▶ _THE PROBLEM_: Which lines of the data below contain "PartialEq"? Please show them all.

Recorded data

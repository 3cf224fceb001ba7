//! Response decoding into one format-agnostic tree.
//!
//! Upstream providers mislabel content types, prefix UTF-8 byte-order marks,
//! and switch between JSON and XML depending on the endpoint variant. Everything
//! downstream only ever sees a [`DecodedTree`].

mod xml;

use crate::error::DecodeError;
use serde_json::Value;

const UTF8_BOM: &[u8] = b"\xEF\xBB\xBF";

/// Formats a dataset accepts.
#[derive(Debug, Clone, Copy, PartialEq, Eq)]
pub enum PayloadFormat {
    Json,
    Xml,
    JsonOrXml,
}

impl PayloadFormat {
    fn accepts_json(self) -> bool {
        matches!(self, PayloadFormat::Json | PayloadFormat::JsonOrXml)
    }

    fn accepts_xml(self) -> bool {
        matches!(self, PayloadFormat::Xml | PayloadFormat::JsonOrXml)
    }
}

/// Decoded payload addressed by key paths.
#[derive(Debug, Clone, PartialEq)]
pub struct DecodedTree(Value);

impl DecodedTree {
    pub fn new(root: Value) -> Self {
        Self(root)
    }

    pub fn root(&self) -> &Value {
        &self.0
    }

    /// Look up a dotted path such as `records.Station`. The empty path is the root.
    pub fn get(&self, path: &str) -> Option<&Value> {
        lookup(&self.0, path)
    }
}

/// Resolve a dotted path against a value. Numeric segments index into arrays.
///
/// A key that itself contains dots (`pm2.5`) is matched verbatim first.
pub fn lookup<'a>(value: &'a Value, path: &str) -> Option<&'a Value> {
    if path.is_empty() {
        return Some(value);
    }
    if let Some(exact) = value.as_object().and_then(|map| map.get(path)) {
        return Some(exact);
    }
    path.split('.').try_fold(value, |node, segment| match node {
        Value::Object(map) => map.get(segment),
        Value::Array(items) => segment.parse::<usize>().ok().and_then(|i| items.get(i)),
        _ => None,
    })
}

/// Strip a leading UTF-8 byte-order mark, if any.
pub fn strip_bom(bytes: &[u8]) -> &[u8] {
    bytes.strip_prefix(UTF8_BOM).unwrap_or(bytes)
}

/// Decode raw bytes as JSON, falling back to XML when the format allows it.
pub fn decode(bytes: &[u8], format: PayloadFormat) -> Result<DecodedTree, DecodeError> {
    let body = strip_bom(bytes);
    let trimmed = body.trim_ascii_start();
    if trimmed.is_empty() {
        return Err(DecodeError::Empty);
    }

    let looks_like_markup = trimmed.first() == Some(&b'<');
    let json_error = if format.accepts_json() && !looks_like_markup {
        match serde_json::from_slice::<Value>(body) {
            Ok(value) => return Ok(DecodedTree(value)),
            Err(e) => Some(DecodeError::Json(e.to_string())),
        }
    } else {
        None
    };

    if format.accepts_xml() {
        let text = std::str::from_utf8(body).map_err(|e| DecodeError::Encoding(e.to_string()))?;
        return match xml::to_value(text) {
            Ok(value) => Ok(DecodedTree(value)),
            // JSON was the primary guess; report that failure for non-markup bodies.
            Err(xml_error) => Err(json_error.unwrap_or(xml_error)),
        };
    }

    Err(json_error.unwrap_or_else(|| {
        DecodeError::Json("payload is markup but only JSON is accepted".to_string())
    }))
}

---

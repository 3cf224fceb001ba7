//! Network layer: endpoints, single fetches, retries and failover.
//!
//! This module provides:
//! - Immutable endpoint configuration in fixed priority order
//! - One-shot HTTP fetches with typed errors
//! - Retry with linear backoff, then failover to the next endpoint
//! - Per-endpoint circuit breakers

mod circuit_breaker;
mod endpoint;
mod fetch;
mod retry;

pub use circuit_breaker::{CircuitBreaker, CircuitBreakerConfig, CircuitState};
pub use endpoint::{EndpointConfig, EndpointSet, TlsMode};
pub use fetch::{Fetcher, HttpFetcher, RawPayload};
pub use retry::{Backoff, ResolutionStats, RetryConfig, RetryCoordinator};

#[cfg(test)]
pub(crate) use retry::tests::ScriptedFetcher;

▶ _RESPONSE AREA_:
#[derive(Debug, Clone, Copy, PartialEq, Eq)]
#[derive(Debug, Clone, PartialEq)]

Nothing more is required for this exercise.